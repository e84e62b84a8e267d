//! Content classification by magic bytes.
//!
//! Classification runs once per upload and drives both the extraction
//! dispatch and the `file_type` label stored in the corpus. Filenames are
//! never consulted.

use serde::{Deserialize, Serialize};
use std::io::Cursor;

/// What an upload "is", as far as extraction is concerned.
#[derive(Debug, Clone, Copy, PartialEq, Eq, Serialize, Deserialize)]
#[serde(rename_all = "snake_case")]
pub enum ContentKind {
    /// PDF document; fingerprints cover the extracted page text.
    Pdf,
    /// OOXML word-processing document; fingerprints cover paragraph text.
    WordDocument,
    /// ELF or PE binary; fingerprints cover the raw bytes.
    Executable,
    /// Everything else; raw-byte passthrough.
    Generic,
}

impl ContentKind {
    /// Media-type label recorded on corpus entries.
    pub fn media_type(self) -> &'static str {
        match self {
            ContentKind::Pdf => "application/pdf",
            ContentKind::WordDocument => {
                "application/vnd.openxmlformats-officedocument.wordprocessingml.document"
            }
            ContentKind::Executable => "application/x-executable",
            ContentKind::Generic => "application/octet-stream",
        }
    }
}

const PDF_MAGIC: &[u8] = b"%PDF-";
const ZIP_MAGIC: &[u8] = b"PK\x03\x04";
const ELF_MAGIC: &[u8] = b"\x7fELF";
const PE_MAGIC: &[u8] = b"MZ";

/// Sniff the content kind from raw bytes.
pub fn classify(bytes: &[u8]) -> ContentKind {
    if bytes.starts_with(PDF_MAGIC) {
        return ContentKind::Pdf;
    }
    if bytes.starts_with(ZIP_MAGIC) && is_word_archive(bytes) {
        return ContentKind::WordDocument;
    }
    if bytes.starts_with(ELF_MAGIC) || bytes.starts_with(PE_MAGIC) {
        return ContentKind::Executable;
    }
    ContentKind::Generic
}

/// A ZIP container is a word-processing document iff it carries the main
/// document part. Plain ZIPs fall through to the generic path.
fn is_word_archive(bytes: &[u8]) -> bool {
    match zip::ZipArchive::new(Cursor::new(bytes)) {
        Ok(mut archive) => archive.by_name("word/document.xml").is_ok(),
        Err(_) => false,
    }
}
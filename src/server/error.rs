//! HTTP error mapping: every failure leaves the API as a JSON envelope
//! with a stable machine-readable code.

use crate::error::EngineError;
use axum::http::StatusCode;
use axum::response::{IntoResponse, Response};
use axum::Json;
use serde_json::json;
use thiserror::Error;
use tracing::error;

#[derive(Debug, Error)]
pub enum ServerError {
    #[error("bad request: {0}")]
    BadRequest(String),
    #[error(transparent)]
    Engine(#[from] EngineError),
}

impl ServerError {
    fn status_code(&self) -> StatusCode {
        match self {
            ServerError::BadRequest(_) => StatusCode::BAD_REQUEST,
            ServerError::Engine(err) => match err {
                EngineError::TooLarge { .. } => StatusCode::PAYLOAD_TOO_LARGE,
                EngineError::UnknownDigest(_) => StatusCode::NOT_FOUND,
                EngineError::Extract(_) | EngineError::Codec(_) => StatusCode::BAD_REQUEST,
                EngineError::Store(_) => StatusCode::INTERNAL_SERVER_ERROR,
            },
        }
    }

    fn error_code(&self) -> &'static str {
        match self {
            ServerError::BadRequest(_) => "bad_request",
            ServerError::Engine(err) => match err {
                EngineError::TooLarge { .. } => "upload_too_large",
                EngineError::UnknownDigest(_) => "unknown_digest",
                EngineError::Extract(_) => "unextractable_content",
                EngineError::Codec(_) => "unfingerprintable_content",
                EngineError::Store(_) => "storage_failure",
            },
        }
    }
}

impl IntoResponse for ServerError {
    fn into_response(self) -> Response {
        let status = self.status_code();
        if status.is_server_error() {
            error!(error = %self, "request failed");
        }
        let body = Json(json!({
            "error": {
                "code": self.error_code(),
                "message": self.to_string(),
            }
        }));
        (status, body).into_response()
    }
}
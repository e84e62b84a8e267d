//! Route handlers. Thin by construction: decode the request, call the
//! engine, encode the result. All similarity logic lives below the
//! service layer.

use crate::engine::{CompareReport, Engine, QueryReport};
use crate::server::error::ServerError;
use axum::extract::{Multipart, Path, State};
use axum::Json;
use once_cell::sync::Lazy;
use serde_json::{json, Value};
use std::sync::Arc;
use std::time::SystemTime;
use tracing::info;

static SERVER_START_TIME: Lazy<SystemTime> = Lazy::new(SystemTime::now);

pub async fn health(State(engine): State<Arc<Engine>>) -> Json<Value> {
    let stats = engine.stats();
    let uptime_seconds = SERVER_START_TIME
        .elapsed()
        .map(|d| d.as_secs())
        .unwrap_or(0);
    Json(json!({
        "status": "ok",
        "database_size": stats.entries,
        "block_index_size": stats.block_index,
        "ctph_index_size": stats.ctph_index,
        "version": env!("CARGO_PKG_VERSION"),
        "uptime_seconds": uptime_seconds,
    }))
}

pub async fn file_report(
    State(engine): State<Arc<Engine>>,
    Path(digest): Path<String>,
) -> Result<Json<QueryReport>, ServerError> {
    let report = engine.query(&digest)?;
    Ok(Json(report))
}

pub async fn reload(State(engine): State<Arc<Engine>>) -> Result<Json<Value>, ServerError> {
    let stats = engine.reload().map_err(ServerError::Engine)?;
    info!(entries = stats.entries, "corpus reloaded via api");
    Ok(Json(json!({
        "status": "reloaded",
        "database_size": stats.entries,
    })))
}

pub async fn compare(
    State(engine): State<Arc<Engine>>,
    mut multipart: Multipart,
) -> Result<Json<CompareReport>, ServerError> {
    let mut upload: Option<(String, Vec<u8>)> = None;
    let mut save_to_db = false;

    while let Some(field) = multipart
        .next_field()
        .await
        .map_err(|err| ServerError::BadRequest(format!("malformed multipart body: {err}")))?
    {
        let name = field.name().unwrap_or_default().to_string();
        match name.as_str() {
            "file" => {
                let filename = field
                    .file_name()
                    .unwrap_or("unnamed-upload")
                    .to_string();
                let bytes = field.bytes().await.map_err(|err| {
                    ServerError::BadRequest(format!("failed to read upload: {err}"))
                })?;
                upload = Some((filename, bytes.to_vec()));
            }
            "save_to_db" => {
                let value = field.text().await.map_err(|err| {
                    ServerError::BadRequest(format!("failed to read save_to_db: {err}"))
                })?;
                save_to_db = matches!(
                    value.trim().to_ascii_lowercase().as_str(),
                    "1" | "true" | "on" | "yes"
                );
            }
            // unknown parts are ignored so that clients can evolve
            _ => {}
        }
    }

    let (filename, bytes) =
        upload.ok_or_else(|| ServerError::BadRequest("missing 'file' part".to_string()))?;
    let report = engine.compare(&bytes, &filename, save_to_db)?;
    Ok(Json(report))
}
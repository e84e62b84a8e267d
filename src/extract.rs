//! Content extraction: the bytes that actually get fingerprinted.
//!
//! Document formats are reduced to their text so that re-saves,
//! metadata churn, and container-level noise do not defeat the fuzzy
//! hashes. Binaries and generic files pass through verbatim.

use crate::content::ContentKind;
use crate::error::ExtractError;
use quick_xml::events::Event;
use quick_xml::Reader as XmlReader;
use std::io::{Cursor, Read};

/// Floor for raw passthrough, matching the smallest fuzzy-hash scheme's
/// minimum viable input.
pub const MIN_RAW_LEN: usize = 50;

/// Produce the byte sequence to fingerprint. Pure function of the input;
/// classification happens before this call.
pub fn extract(bytes: &[u8], kind: ContentKind) -> Result<Vec<u8>, ExtractError> {
    match kind {
        ContentKind::Pdf => extract_pdf(bytes),
        ContentKind::WordDocument => extract_word(bytes),
        ContentKind::Executable | ContentKind::Generic => {
            if bytes.len() < MIN_RAW_LEN {
                return Err(ExtractError::TooSmall {
                    got: bytes.len(),
                    min: MIN_RAW_LEN,
                });
            }
            Ok(bytes.to_vec())
        }
    }
}

/// Concatenated text of every page, UTF-8. A parsable document with no
/// text at all (scanned pages) is reported with its page count.
fn extract_pdf(bytes: &[u8]) -> Result<Vec<u8>, ExtractError> {
    let doc = lopdf::Document::load_mem(bytes)
        .map_err(|err| ExtractError::CorruptOrProtected(err.to_string()))?;
    if doc.is_encrypted() {
        return Err(ExtractError::CorruptOrProtected("document is encrypted".to_string()));
    }
    let pages: Vec<u32> = doc.get_pages().keys().copied().collect();
    let text = doc
        .extract_text(&pages)
        .map_err(|err| ExtractError::CorruptOrProtected(err.to_string()))?;
    if text.trim().is_empty() {
        return Err(ExtractError::NoExtractableText {
            scanned: pages.len(),
            unit: "pages",
        });
    }
    Ok(text.into_bytes())
}

/// Paragraph texts from the main document part, joined by newline.
fn extract_word(bytes: &[u8]) -> Result<Vec<u8>, ExtractError> {
    let corrupt = |detail: String| ExtractError::CorruptOrProtected(detail);

    let mut archive = zip::ZipArchive::new(Cursor::new(bytes))
        .map_err(|err| corrupt(format!("failed to open document container: {err}")))?;
    let mut xml = String::new();
    archive
        .by_name("word/document.xml")
        .map_err(|err| corrupt(format!("missing document part: {err}")))?
        .read_to_string(&mut xml)
        .map_err(|err| corrupt(format!("unreadable document part: {err}")))?;

    let paragraphs = parse_paragraphs(&xml)?;
    let scanned = paragraphs.len();
    let joined = paragraphs.join("\n");
    if joined.trim().is_empty() {
        return Err(ExtractError::NoExtractableText {
            scanned,
            unit: "paragraphs",
        });
    }
    Ok(joined.into_bytes())
}

/// Walk `word/document.xml`, collecting the text runs of each `w:p`.
fn parse_paragraphs(xml: &str) -> Result<Vec<String>, ExtractError> {
    let bad_xml = |err: quick_xml::Error| {
        ExtractError::CorruptOrProtected(format!("bad document xml: {err}"))
    };

    let mut reader = XmlReader::from_str(xml);
    let mut buf = Vec::new();
    let mut paragraphs: Vec<String> = Vec::new();
    let mut current = String::new();
    let mut in_paragraph = false;
    let mut in_text_run = false;

    loop {
        match reader.read_event_into(&mut buf) {
            Ok(Event::Start(ref e)) => match e.name().as_ref() {
                b"w:p" => in_paragraph = true,
                b"w:t" if in_paragraph => in_text_run = true,
                _ => {}
            },
            Ok(Event::End(ref e)) => match e.name().as_ref() {
                b"w:p" => {
                    in_paragraph = false;
                    paragraphs.push(std::mem::take(&mut current));
                }
                b"w:t" => in_text_run = false,
                _ => {}
            },
            Ok(Event::Text(ref t)) if in_text_run => {
                let text = t.unescape().map_err(bad_xml)?;
                current.push_str(&text);
            }
            Ok(Event::Eof) => break,
            Err(err) => return Err(bad_xml(err)),
            _ => {}
        }
        buf.clear();
    }
    Ok(paragraphs)
}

* **WHAT THE EXERCISE ASKS**: Could you return exactly the stretch of the data above that starts at the line with "Ok(joined.into_bytes())" and ends at the line with "let bad_xml = |err: quick_xml::Error|", both lines included?

* **FINISHED EXERCISE**:
    Ok(joined.into_bytes())
}

/// Walk `word/document.xml`, collecting the text runs of each `w:p`.
fn parse_paragraphs(xml: &str) -> Result<Vec<String>, ExtractError> {
    let bad_xml = |err: quick_xml::Error| {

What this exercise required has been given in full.